Brenda Harvey, commissioner of the Department of Health and Human Services, has been talking about the expected shortfall for months. Administration officials say it was not known until last week how large the MaineCare gap would be.
Gov. John Baldacci should have told Republican leaders about the $65 million figure as soon as it was known.
Republicans also blasted him for not including this information in his State of the State address, which he delivered last Tuesday. The governor didn’t talk specifically about the nearly $1 billion budget gap the state faces over the next two years either. Instead, his speech was more upbeat, focusing on Maine’s opportunities for economic growth.
This disagreement is a distraction from a much larger problem: The growth in MaineCare costs is not sustainable. The $65 million gap is caused largely by the recession. Many people who lose their jobs become eligible for MaineCare benefits, increasing demand for services, which are paid for by the state and federal government. Because the cost increases are tied to the economic downturn, the state, along with most others, can use a portion of the federal stimulus funds to close the MaineCare gap. In addition to the $65 million for this year, the state expects to use another $40 million in stimulus funding to cover the MaineCare shortfall in 2010 and 2011. If the economy does not improve by then, the gap could grow.
Even before the downturn, the growth in MaineCare costs was a concern. But, attempts to reduce costs — or even just study ways to lower costs — have failed in the Legislature, with Democrats generally opposing cuts in benefits and Republicans generally opposing reductions in hospital and pro-vider payments.

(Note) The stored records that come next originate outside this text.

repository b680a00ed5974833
use crate::core::error::AnalyzeError;
use crate::core::types::DecklistEntry;
use regex::Regex;
use tracing::{debug, warn};

/// Splits decklist text into one entry per non-blank line.
///
/// A line is either `<quantity> <name>` or just `<name>` (quantity 1). Only
/// ASCII digits form a quantity. Lines whose leading quantity is zero or does
/// not fit a `u32` are rejected with a warning. Duplicate names stay separate entries.
pub fn parse_decklist(text: &str) -> Result<Vec<DecklistEntry>, AnalyzeError> {
    let entries: Vec<DecklistEntry> = text
        .trim()
        .lines()
        .map(str::trim)
        .filter(|line| !line.is_empty())
        .filter_map(parse_line)
        .collect();

    if entries.is_empty() {
        return Err(AnalyzeError::EmptyInput);
    }
    debug!(entries = entries.len(), "Parsed decklist");
    Ok(entries)
}

fn parse_line(line: &str) -> Option<DecklistEntry> {
    lazy_static::lazy_static! {
        static ref QUANTITY_RE: Regex = Regex::new(r"^([0-9]+)\s+(.*)$").unwrap();
    }

    let Some(caps) = QUANTITY_RE.captures(line) else {
        return Some(DecklistEntry {
            quantity: 1,
            raw_name: line.to_string(),
        });
    };

    let name = caps[2].trim();
    match caps[1].parse::<u32>() {
        Ok(quantity) if quantity > 0 => Some(DecklistEntry {
            quantity,
            raw_name: name.to_string(),
        }),
        _ => {
            warn!(line, "Skipping decklist line with invalid quantity");
            None
        }
    }
}
pub mod analyzer;
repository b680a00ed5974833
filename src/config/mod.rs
pub mod config;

In recent years, DHHS has proposed to eliminate the podiatry benefit and to require prior authorization for radiology for MaineCare recipients. In 2007, Rep. Dick Woodbury, an independent from Yarmouth, proposed an independent study of MaineCare. He especially wanted to compare Maine’s services and eligibility against national norms. Lawmakers, led by Democrats, rejected these proposals.
As part of his biennial budget, the governor proposed to reduce state payments to hospitals and hospital-based physicians. To improve the stability of several hospitals in rural areas, they are paid 117 percent of their costs by the Medicare and Medicaid systems. Gov. Baldacci proposes to drop that to 101 percent. These proposed cuts have been criticized by Republicans.
On a much smaller scale, this situation highlights the need for radical health care reform in both the publicly and privately funded sectors. Until then, finding ways to lower costs is a top priority.